DESCRIPTION OF THE TASK –
For each line below that contains the string "improving", copy that line.

┌──

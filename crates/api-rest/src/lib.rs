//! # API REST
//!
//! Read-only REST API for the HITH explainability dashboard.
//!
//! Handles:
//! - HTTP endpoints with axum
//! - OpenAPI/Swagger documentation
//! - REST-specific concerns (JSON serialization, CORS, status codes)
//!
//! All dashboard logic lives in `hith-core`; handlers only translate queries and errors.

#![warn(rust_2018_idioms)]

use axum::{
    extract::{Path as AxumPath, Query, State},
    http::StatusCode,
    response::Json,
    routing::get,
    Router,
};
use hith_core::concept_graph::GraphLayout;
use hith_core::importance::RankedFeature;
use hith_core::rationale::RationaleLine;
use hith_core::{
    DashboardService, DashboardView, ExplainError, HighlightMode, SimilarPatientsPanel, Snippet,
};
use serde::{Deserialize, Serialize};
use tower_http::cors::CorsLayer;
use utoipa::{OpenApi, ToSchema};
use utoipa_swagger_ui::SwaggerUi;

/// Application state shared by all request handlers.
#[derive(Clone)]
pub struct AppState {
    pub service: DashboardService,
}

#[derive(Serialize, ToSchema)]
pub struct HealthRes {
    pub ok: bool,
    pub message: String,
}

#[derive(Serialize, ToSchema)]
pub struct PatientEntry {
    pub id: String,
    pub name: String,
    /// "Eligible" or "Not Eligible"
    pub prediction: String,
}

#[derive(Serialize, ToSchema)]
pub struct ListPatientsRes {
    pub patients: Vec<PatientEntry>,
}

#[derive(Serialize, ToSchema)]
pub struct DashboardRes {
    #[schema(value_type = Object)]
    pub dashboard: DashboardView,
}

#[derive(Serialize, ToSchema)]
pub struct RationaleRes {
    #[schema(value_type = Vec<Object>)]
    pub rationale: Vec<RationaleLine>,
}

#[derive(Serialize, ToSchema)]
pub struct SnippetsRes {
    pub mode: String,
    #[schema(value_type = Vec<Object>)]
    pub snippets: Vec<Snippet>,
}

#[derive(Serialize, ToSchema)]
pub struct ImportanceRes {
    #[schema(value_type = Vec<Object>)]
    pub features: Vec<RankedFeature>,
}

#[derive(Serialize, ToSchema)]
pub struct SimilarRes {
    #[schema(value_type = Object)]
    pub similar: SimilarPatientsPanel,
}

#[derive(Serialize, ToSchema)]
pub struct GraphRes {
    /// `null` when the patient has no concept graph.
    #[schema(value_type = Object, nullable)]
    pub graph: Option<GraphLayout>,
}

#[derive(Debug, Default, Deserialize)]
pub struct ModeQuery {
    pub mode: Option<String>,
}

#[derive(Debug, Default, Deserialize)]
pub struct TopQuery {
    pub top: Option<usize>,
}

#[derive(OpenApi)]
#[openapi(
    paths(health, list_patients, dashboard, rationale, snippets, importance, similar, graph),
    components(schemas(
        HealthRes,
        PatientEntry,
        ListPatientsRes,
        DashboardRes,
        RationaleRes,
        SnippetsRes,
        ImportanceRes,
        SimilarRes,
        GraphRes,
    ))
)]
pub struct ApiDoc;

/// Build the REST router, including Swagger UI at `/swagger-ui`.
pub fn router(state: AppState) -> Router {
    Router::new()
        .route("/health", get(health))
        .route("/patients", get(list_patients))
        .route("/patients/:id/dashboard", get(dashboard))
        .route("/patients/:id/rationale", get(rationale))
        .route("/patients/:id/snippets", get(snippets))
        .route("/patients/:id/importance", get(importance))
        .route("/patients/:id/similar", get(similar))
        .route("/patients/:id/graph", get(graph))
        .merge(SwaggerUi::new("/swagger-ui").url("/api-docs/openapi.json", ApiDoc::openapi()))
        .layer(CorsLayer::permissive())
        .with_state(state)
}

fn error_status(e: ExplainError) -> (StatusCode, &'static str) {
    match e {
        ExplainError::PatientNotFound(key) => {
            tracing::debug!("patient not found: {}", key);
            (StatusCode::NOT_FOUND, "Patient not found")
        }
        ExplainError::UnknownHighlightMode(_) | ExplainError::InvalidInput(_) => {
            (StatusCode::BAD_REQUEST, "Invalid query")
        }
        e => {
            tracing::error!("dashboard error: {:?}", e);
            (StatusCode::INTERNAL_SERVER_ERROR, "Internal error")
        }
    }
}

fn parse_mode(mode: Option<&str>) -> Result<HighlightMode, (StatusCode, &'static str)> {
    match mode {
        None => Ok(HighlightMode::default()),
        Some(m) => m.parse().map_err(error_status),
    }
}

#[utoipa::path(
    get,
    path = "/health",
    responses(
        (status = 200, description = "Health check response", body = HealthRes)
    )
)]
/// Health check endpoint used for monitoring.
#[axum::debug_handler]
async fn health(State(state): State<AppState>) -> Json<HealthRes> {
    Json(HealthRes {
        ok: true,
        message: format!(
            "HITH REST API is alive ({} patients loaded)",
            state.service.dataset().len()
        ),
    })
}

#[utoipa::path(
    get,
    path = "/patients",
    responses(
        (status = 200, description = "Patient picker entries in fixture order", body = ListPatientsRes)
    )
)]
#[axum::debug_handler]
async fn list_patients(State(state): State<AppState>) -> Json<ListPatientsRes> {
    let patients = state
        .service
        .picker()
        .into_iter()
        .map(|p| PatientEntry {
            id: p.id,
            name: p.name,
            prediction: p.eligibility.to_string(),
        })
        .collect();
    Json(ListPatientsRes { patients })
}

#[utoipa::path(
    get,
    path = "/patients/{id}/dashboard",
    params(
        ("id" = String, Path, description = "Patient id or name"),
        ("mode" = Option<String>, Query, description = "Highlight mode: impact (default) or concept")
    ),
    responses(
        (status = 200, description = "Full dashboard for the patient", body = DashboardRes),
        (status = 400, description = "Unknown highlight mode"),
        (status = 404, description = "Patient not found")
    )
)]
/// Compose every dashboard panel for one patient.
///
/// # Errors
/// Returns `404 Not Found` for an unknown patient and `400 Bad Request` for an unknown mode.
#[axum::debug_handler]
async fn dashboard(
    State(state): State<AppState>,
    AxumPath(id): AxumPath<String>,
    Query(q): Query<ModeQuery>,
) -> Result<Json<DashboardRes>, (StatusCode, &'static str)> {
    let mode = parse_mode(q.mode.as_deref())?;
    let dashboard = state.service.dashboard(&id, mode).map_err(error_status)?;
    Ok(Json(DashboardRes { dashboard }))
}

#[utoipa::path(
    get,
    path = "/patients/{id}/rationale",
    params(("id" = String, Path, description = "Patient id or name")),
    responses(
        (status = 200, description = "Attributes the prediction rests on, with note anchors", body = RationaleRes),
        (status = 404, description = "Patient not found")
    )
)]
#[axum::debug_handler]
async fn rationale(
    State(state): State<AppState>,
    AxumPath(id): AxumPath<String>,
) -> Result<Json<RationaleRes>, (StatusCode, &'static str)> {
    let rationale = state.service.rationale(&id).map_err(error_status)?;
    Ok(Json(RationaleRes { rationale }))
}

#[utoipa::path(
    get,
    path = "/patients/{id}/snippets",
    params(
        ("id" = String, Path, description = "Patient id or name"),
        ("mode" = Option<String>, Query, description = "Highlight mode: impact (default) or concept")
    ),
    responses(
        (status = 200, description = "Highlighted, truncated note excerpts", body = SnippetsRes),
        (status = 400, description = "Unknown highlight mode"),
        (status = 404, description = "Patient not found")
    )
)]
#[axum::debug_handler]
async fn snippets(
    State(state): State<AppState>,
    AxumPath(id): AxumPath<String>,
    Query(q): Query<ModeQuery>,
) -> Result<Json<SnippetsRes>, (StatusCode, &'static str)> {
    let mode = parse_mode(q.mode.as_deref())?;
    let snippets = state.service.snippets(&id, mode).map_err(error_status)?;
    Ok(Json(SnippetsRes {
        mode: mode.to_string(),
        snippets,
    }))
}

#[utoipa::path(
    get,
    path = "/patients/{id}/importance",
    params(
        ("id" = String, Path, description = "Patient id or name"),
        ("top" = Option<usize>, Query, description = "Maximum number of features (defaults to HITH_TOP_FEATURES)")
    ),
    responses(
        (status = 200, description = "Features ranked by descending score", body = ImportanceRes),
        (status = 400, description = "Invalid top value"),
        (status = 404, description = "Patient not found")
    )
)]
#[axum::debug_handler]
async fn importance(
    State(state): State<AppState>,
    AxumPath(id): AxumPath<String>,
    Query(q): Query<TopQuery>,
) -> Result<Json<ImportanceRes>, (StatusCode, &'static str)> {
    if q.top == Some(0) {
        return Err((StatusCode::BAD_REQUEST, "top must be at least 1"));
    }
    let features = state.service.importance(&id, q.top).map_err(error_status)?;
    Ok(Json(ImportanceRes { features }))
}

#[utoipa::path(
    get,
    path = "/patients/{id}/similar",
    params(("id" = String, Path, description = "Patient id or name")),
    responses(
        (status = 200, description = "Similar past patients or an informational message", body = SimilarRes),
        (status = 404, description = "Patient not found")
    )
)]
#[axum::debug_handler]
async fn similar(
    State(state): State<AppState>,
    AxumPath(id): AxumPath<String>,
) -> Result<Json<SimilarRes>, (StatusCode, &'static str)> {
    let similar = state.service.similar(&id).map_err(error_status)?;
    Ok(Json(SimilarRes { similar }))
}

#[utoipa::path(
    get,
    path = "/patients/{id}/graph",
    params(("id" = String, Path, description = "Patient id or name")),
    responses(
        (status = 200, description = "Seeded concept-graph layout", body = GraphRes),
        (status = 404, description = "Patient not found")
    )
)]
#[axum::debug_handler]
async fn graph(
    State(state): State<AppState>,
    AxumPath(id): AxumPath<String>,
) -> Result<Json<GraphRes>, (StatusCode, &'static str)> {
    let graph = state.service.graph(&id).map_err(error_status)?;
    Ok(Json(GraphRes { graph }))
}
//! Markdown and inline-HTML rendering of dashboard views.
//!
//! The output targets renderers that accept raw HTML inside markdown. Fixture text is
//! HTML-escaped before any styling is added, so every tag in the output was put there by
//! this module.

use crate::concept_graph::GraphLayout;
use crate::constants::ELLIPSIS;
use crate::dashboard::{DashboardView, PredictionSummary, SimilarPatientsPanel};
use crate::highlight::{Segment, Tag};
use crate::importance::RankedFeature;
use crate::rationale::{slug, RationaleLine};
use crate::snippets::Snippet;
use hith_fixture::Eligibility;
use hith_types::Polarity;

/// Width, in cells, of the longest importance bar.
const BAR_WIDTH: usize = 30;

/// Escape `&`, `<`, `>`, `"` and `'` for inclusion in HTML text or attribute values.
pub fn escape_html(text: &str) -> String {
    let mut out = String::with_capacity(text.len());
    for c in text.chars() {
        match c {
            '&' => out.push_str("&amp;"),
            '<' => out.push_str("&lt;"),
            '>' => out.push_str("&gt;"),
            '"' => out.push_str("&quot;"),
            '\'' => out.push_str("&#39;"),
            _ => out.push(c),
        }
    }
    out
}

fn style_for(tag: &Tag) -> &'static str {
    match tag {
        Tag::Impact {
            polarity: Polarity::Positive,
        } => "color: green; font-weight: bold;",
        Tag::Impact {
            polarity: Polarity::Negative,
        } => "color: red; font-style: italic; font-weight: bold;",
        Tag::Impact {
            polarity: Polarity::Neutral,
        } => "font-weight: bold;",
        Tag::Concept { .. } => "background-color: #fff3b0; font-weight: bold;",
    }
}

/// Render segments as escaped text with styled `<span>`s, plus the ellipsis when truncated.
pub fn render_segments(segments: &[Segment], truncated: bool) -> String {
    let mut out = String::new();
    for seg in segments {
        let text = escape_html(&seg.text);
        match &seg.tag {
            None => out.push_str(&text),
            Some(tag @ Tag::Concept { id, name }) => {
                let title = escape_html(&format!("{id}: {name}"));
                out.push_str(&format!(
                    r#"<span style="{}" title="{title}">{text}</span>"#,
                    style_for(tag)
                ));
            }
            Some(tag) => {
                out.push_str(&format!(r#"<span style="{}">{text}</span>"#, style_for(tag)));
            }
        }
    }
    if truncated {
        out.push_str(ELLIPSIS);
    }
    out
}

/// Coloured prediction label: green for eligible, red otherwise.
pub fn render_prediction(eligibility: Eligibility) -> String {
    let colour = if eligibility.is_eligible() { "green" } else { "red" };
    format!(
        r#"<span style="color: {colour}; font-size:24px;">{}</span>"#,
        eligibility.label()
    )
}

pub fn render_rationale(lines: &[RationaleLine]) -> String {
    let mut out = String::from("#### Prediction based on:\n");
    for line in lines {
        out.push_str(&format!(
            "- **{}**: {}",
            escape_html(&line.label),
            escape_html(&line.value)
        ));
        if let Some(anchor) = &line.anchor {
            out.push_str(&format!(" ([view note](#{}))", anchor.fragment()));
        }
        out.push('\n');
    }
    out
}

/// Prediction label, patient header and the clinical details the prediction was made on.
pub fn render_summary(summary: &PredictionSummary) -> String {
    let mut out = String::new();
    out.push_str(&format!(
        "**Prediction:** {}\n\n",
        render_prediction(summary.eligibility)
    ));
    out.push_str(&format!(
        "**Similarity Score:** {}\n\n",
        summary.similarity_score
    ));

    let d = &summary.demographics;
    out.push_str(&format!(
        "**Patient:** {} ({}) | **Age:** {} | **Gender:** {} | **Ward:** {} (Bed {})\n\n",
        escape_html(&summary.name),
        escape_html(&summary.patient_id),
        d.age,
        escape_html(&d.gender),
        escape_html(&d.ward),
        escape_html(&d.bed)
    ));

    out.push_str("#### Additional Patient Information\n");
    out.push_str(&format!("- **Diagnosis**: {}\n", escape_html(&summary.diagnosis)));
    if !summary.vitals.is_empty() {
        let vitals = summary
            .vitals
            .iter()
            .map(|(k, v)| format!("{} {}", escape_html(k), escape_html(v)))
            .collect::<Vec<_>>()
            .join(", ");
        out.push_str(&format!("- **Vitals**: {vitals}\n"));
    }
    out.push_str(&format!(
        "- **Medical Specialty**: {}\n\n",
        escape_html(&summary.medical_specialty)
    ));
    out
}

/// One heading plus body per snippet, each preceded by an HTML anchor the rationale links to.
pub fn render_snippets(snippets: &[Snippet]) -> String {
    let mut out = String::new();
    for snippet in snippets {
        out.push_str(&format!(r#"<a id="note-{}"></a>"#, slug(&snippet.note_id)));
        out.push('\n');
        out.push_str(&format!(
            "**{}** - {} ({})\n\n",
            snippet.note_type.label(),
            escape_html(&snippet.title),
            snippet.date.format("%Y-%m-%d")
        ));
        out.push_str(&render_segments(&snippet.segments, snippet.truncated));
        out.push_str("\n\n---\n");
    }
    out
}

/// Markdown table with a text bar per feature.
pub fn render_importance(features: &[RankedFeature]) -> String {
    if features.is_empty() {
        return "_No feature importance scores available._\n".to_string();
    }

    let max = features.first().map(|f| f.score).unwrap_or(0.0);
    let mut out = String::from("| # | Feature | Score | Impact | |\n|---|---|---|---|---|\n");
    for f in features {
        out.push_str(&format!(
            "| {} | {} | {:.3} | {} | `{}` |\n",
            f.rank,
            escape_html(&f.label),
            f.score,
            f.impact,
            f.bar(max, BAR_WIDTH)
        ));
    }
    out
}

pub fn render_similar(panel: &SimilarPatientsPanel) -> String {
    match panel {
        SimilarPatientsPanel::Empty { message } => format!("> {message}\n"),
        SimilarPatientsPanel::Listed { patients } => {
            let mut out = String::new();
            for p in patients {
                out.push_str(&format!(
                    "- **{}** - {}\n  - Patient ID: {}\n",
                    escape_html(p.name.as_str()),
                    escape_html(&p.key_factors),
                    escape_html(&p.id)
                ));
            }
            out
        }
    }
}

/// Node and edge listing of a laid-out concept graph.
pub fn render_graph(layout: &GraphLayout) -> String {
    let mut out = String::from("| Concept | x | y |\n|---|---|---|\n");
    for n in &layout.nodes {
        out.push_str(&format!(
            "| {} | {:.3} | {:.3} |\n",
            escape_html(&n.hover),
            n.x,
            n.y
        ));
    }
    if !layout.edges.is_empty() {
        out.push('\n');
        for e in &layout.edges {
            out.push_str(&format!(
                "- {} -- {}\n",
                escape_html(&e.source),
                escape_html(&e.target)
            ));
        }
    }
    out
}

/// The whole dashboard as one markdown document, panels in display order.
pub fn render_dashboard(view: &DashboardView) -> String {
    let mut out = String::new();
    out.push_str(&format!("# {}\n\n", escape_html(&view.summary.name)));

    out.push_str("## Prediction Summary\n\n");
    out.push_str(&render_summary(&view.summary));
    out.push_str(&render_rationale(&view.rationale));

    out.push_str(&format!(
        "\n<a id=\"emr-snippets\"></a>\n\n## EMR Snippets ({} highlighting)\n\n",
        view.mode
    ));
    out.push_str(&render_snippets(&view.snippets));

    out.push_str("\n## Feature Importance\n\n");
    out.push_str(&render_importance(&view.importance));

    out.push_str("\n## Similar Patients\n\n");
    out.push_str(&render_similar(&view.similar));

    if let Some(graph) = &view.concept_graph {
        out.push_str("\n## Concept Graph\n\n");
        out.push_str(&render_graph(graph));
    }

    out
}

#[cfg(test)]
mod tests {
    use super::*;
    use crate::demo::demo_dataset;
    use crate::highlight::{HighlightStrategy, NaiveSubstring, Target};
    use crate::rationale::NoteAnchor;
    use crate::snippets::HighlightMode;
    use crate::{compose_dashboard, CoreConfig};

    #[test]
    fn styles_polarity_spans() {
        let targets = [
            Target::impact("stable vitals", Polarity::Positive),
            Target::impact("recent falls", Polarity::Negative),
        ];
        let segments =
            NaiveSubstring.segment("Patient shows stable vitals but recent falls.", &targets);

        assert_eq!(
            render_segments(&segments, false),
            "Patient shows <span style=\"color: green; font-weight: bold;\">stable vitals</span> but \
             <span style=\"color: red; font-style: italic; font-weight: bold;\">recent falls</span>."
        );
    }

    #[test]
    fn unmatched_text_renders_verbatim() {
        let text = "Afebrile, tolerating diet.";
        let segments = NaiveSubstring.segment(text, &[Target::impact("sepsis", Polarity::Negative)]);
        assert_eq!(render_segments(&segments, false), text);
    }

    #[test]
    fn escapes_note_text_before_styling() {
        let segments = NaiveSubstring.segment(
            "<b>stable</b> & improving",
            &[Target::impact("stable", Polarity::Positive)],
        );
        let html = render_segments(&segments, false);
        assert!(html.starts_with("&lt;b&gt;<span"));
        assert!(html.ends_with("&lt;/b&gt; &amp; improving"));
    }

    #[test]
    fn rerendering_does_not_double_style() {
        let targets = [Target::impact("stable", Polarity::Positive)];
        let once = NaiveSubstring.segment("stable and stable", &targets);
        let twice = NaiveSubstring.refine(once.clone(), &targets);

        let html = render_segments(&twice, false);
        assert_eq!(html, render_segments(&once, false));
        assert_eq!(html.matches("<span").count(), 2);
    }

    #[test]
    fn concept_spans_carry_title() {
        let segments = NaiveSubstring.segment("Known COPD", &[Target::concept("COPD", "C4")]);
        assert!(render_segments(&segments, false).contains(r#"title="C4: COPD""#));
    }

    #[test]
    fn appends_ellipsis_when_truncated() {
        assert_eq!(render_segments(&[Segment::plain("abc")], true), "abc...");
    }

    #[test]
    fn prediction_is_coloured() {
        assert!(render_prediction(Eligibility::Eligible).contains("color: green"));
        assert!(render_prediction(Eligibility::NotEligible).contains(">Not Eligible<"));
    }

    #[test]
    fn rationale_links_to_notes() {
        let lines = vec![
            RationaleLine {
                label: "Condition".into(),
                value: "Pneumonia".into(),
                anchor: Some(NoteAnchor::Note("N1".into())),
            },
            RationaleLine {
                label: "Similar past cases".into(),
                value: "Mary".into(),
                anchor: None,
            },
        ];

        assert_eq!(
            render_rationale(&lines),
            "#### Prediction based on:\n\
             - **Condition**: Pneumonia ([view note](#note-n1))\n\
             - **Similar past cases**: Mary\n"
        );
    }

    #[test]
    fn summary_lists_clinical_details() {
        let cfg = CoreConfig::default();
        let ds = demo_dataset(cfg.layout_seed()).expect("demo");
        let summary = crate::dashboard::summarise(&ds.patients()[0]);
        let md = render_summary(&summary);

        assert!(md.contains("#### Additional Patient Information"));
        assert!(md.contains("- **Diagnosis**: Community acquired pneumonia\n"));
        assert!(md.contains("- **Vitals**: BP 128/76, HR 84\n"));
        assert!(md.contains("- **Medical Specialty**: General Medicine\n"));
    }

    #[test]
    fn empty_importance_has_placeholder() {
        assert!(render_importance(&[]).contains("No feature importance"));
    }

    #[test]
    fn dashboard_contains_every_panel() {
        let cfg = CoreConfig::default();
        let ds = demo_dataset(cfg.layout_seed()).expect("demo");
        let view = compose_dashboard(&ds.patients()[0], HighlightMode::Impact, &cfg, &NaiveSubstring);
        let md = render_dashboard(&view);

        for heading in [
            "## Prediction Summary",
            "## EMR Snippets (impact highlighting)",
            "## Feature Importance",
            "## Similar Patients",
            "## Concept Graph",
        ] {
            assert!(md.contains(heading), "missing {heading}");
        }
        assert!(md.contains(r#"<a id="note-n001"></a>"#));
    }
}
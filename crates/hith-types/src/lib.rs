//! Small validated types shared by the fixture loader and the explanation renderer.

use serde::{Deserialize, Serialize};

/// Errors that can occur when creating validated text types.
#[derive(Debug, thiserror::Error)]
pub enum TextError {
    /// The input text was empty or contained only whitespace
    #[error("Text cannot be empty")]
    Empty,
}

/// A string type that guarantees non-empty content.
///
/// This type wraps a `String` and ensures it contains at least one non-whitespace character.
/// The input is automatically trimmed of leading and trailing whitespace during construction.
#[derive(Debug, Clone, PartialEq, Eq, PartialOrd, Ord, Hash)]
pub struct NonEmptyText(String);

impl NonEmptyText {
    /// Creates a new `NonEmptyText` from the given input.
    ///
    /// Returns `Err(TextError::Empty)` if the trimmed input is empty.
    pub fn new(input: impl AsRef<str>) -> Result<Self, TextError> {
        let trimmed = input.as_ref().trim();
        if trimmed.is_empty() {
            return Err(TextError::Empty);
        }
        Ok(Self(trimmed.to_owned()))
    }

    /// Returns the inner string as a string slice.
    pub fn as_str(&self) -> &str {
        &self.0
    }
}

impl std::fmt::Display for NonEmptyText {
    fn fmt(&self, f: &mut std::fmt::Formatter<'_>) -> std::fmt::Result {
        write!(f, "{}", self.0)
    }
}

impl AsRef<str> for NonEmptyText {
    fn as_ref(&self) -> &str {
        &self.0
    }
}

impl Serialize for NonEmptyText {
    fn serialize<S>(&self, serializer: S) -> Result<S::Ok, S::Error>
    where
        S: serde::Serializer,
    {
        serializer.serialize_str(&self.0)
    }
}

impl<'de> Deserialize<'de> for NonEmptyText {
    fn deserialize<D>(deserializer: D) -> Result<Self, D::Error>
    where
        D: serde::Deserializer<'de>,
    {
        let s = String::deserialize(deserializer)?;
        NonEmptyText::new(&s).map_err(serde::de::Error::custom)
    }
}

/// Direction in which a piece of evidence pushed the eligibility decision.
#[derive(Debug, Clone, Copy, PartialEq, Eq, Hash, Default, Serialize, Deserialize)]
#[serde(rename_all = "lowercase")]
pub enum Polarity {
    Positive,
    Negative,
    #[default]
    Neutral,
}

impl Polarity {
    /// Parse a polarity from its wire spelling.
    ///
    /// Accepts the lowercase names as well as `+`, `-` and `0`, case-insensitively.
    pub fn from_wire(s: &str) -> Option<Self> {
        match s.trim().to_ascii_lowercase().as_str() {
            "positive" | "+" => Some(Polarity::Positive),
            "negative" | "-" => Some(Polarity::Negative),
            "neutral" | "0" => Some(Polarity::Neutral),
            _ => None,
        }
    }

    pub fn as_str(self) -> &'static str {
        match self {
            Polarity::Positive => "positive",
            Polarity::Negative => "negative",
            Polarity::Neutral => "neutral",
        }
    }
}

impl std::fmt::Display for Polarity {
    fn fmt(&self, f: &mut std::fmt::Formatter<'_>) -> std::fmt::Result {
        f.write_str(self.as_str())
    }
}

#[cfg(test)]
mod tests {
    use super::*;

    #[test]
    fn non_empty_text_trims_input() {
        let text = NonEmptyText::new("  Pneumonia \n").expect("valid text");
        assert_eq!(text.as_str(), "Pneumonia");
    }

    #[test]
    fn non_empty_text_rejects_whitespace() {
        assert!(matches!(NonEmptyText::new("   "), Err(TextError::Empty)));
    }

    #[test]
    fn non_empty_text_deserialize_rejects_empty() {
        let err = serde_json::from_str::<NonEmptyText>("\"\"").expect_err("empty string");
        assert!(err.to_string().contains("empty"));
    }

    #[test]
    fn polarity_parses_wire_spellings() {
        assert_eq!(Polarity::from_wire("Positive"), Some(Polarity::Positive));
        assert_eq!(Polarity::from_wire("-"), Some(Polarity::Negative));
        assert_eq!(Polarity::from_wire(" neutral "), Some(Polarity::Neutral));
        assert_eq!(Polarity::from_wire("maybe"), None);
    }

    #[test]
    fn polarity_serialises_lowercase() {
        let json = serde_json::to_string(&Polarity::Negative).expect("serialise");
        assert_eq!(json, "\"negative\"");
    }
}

└──

RESPONSE BELOW –
            "<b>stable</b> & improving",
        assert!(html.ends_with("&lt;/b&gt; &amp; improving"));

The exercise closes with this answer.